Ingerência intolerável

O Presidente da República exigiu a Barroso continuidade nas áreas da Europa, da Política Externa, das Finanças, Defesa e da Justiça.[…] O Presidente recusa que o abandono de Durão Barroso se traduza numa mudança de políticas e mesmo numa mudança radical de pessoas, devendo limitar-se o mais possível a uma mera substituição de primeiro-ministro, dado o carácter excepcional da situação.[…] Ferreira Leite seria por exemplo, na óptica do Presidente, uma garantia da continuidade da política de estabilização financeira. (do Público)

1. Só por milagre ou por extraordinário espírito de missão Ferreira Leite aceitará integrar um Governo de Santana Lopes.

2. Ninguém acredita (eu não acredito) que Santana Lopes queira Ferreira Leite num governo por si liderado. Só uma cega vontade de poder justificaria tal cenário.

3. Ao fazer tais exigências, Sampaio parece mais apostado em inviabilizar a formação de novo governo sem eleições antecipadas do que se poderia pensar pelo que fez e disse até ao momento.

4. É ao Presidente – e só a ele – que cabe a (difícil) decisão de convidar o PSD a apresentar um novo candidato a Primeiro-Ministro, a aceitar ou recusar o nome proposto ou a dissolver o Parlamento e convocar eleições. Mas apenas isto.

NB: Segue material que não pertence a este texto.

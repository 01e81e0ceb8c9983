//! OpenAI-compatible chat backend
//!
//! Speaks `/v1/chat/completions` with JSON tool descriptors, image
//! attachments as `image_url` content parts, and SSE streaming with
//! tool-call delta accumulation.

use super::{ChatModel, ChatRole, ModelTurn, PromptMessage, ToolCall};
use crate::config::ChatConfig;
use crate::error::{Error, Result};
use crate::tools::ToolDefinition;
use async_trait::async_trait;
use futures::StreamExt;
use reqwest::Client;
use serde::Deserialize;
use serde_json::{json, Value};
use std::collections::BTreeMap;
use std::time::Duration;
use tokio::sync::mpsc;
use tracing::{debug, warn};
use url::Url;

pub struct OpenAiChatModel {
    client: Client,
    endpoint: Url,
    api_key: Option<String>,
    model: String,
    temperature: f32,
    max_tokens: u32,
}

impl OpenAiChatModel {
    pub fn new(config: &ChatConfig, api_key: Option<String>) -> Result<Self> {
        let endpoint = Url::parse(&config.backend_url)?
            .join("/v1/chat/completions")
            .map_err(|e| Error::Config(format!("Invalid chat backend URL: {}", e)))?;
        let client = Client::builder()
            .timeout(Duration::from_secs(120))
            .build()?;

        Ok(Self {
            client,
            endpoint,
            api_key,
            model: config.model.clone(),
            temperature: config.temperature,
            max_tokens: config.max_tokens,
        })
    }

    fn request_body(
        &self,
        messages: &[PromptMessage],
        tools: &[ToolDefinition],
        stream: bool,
    ) -> Value {
        let mut body = json!({
            "model": self.model,
            "temperature": self.temperature,
            "max_tokens": self.max_tokens,
            "messages": messages.iter().map(wire_message).collect::<Vec<_>>(),
        });

        if !tools.is_empty() {
            body["tools"] = Value::Array(
                tools
                    .iter()
                    .map(|t| {
                        json!({
                            "type": "function",
                            "function": {
                                "name": t.name,
                                "description": t.description,
                                "parameters": t.input_schema,
                            }
                        })
                    })
                    .collect(),
            );
        }

        if stream {
            body["stream"] = Value::Bool(true);
        }

        body
    }

    fn request(&self, body: &Value) -> reqwest::RequestBuilder {
        let mut request = self.client.post(self.endpoint.clone()).json(body);
        if let Some(ref key) = self.api_key {
            request = request.bearer_auth(key);
        }
        request
    }
}

fn wire_message(message: &PromptMessage) -> Value {
    match (&message.role, &message.image_url) {
        (ChatRole::User, Some(image_url)) => json!({
            "role": "user",
            "content": [
                { "type": "text", "text": message.content },
                {
                    "type": "image_url",
                    "image_url": { "url": image_url }
                }
            ]
        }),
        (ChatRole::Assistant, _) if !message.tool_calls.is_empty() => json!({
            "role": "assistant",
            "content": Value::Null,
            "tool_calls": message
                .tool_calls
                .iter()
                .map(|c| {
                    json!({
                        "id": c.id,
                        "type": "function",
                        "function": {
                            "name": c.name,
                            "arguments": c.arguments.to_string(),
                        }
                    })
                })
                .collect::<Vec<_>>(),
        }),
        (ChatRole::Tool, _) => json!({
            "role": "tool",
            "tool_call_id": message.tool_call_id.as_deref().unwrap_or(""),
            "content": message.content,
        }),
        (role, _) => json!({
            "role": role.to_string(),
            "content": message.content,
        }),
    }
}

fn parse_arguments(raw: &str) -> Value {
    serde_json::from_str(raw).unwrap_or_else(|e| {
        warn!("Tool call arguments are not valid JSON ({}), using empty object", e);
        json!({})
    })
}

#[derive(Debug, Deserialize)]
struct CompletionResponse {
    choices: Vec<CompletionChoice>,
}

#[derive(Debug, Deserialize)]
struct CompletionChoice {
    message: ResponseMessage,
}

#[derive(Debug, Deserialize)]
struct ResponseMessage {
    #[serde(default)]
    content: Option<String>,
    #[serde(default)]
    tool_calls: Option<Vec<WireToolCall>>,
}

#[derive(Debug, Deserialize)]
struct WireToolCall {
    id: String,
    function: WireFunction,
}

#[derive(Debug, Deserialize)]
struct WireFunction {
    name: String,
    arguments: String,
}

#[derive(Debug, Deserialize)]
struct StreamChunk {
    choices: Vec<StreamChoice>,
}

#[derive(Debug, Deserialize)]
struct StreamChoice {
    #[serde(default)]
    delta: StreamDelta,
    #[serde(default)]
    finish_reason: Option<String>,
}

#[derive(Debug, Default, Deserialize)]
struct StreamDelta {
    #[serde(default)]
    content: Option<String>,
    #[serde(default)]
    tool_calls: Option<Vec<DeltaToolCall>>,
}

#[derive(Debug, Deserialize)]
struct DeltaToolCall {
    index: usize,
    #[serde(default)]
    id: Option<String>,
    #[serde(default)]
    function: Option<DeltaFunction>,
}

#[derive(Debug, Deserialize)]
struct DeltaFunction {
    #[serde(default)]
    name: Option<String>,
    #[serde(default)]
    arguments: Option<String>,
}

/// Tool call being assembled from stream deltas
#[derive(Debug, Default)]
struct PendingToolCall {
    id: String,
    name: String,
    arguments: String,
}

#[async_trait]
impl ChatModel for OpenAiChatModel {
    async fn complete(
        &self,
        messages: &[PromptMessage],
        tools: &[ToolDefinition],
    ) -> Result<ModelTurn> {
        let body = self.request_body(messages, tools, false);
        debug!("Calling chat backend with {} messages", messages.len());

        let response = self
            .request(&body)
            .send()
            .await
            .map_err(|e| Error::Model(e.to_string()))?
            .error_for_status()
            .map_err(|e| Error::Model(e.to_string()))?;

        let parsed: CompletionResponse = response
            .json()
            .await
            .map_err(|e| Error::Model(e.to_string()))?;

        let choice = parsed
            .choices
            .into_iter()
            .next()
            .ok_or_else(|| Error::Model("Backend returned no choices".to_string()))?;

        if let Some(calls) = choice.message.tool_calls {
            if !calls.is_empty() {
                let tool_calls = calls
                    .into_iter()
                    .map(|c| ToolCall {
                        id: c.id,
                        name: c.function.name,
                        arguments: parse_arguments(&c.function.arguments),
                    })
                    .collect();
                return Ok(ModelTurn::ToolCalls(tool_calls));
            }
        }

        Ok(ModelTurn::Final(choice.message.content.unwrap_or_default()))
    }

    async fn stream(
        &self,
        messages: &[PromptMessage],
        tools: &[ToolDefinition],
        fragments: &mpsc::Sender<String>,
    ) -> Result<ModelTurn> {
        let body = self.request_body(messages, tools, true);
        debug!("Streaming from chat backend with {} messages", messages.len());

        let response = self
            .request(&body)
            .send()
            .await
            .map_err(|e| Error::Model(e.to_string()))?
            .error_for_status()
            .map_err(|e| Error::Model(e.to_string()))?;

        let mut byte_stream = response.bytes_stream();
        let mut buffer = String::new();
        let mut accumulated = String::new();
        let mut pending_calls: BTreeMap<usize, PendingToolCall> = BTreeMap::new();
        let mut finish_reason: Option<String> = None;

        while let Some(chunk) = byte_stream.next().await {
            let chunk = chunk.map_err(|e| Error::Model(e.to_string()))?;
            buffer.push_str(&String::from_utf8_lossy(&chunk));

            while let Some(newline) = buffer.find('\n') {
                let line = buffer[..newline].trim().to_string();
                buffer.drain(..newline + 1);

                let Some(data) = line.strip_prefix("data:") else {
                    continue;
                };
                let data = data.trim();
                if data.is_empty() {
                    continue;
                }
                if data == "[DONE]" {
                    buffer.clear();
                    break;
                }

                let parsed: StreamChunk = match serde_json::from_str(data) {
                    Ok(parsed) => parsed,
                    Err(e) => {
                        warn!("Skipping unparseable stream chunk: {}", e);
                        continue;
                    }
                };

                for choice in parsed.choices {
                    if let Some(reason) = choice.finish_reason {
                        finish_reason = Some(reason);
                    }

                    if let Some(content) = choice.delta.content {
                        if !content.is_empty() {
                            accumulated.push_str(&content);
                            if fragments.send(content).await.is_err() {
                                return Err(Error::Model(
                                    "Stream consumer went away".to_string(),
                                ));
                            }
                        }
                    }

                    for delta in choice.delta.tool_calls.unwrap_or_default() {
                        let pending = pending_calls.entry(delta.index).or_default();
                        if let Some(id) = delta.id {
                            pending.id = id;
                        }
                        if let Some(function) = delta.function {
                            if let Some(name) = function.name {
                                pending.name = name;
                            }
                            if let Some(arguments) = function.arguments {
                                pending.arguments.push_str(&arguments);
                            }
                        }
                    }
                }
            }
        }

        if finish_reason.as_deref() == Some("tool_calls") || !pending_calls.is_empty() {
            let tool_calls = pending_calls
                .into_values()
                .map(|c| ToolCall {
                    id: c.id,
                    name: c.name,
                    arguments: parse_arguments(&c.arguments),
                })
                .collect();
            return Ok(ModelTurn::ToolCalls(tool_calls));
        }

        Ok(ModelTurn::Final(accumulated))
    }
}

5. Ainda que se entendesse que ao fazer as exigências citadas, incluindo os nomes dos titulares das pastas (ou, pelo menos, a exigência de que ninguém ou quase ninguém seja substituído), Jorge Sampaio está apenas a deixar clara a sua posição, tais exigências são ilegítimas. No nosso quadro constitucional, é ao Primeiro-Ministro e só a ele que cabe a escolha dos seus Ministros.

6. Ao condicionar desta forma a formação do novo governo, o Presidente está a responsabilizar-se pessoalmente, caso as suas exigências sejam aceites, pelo sucesso ou insucesso do primeiro.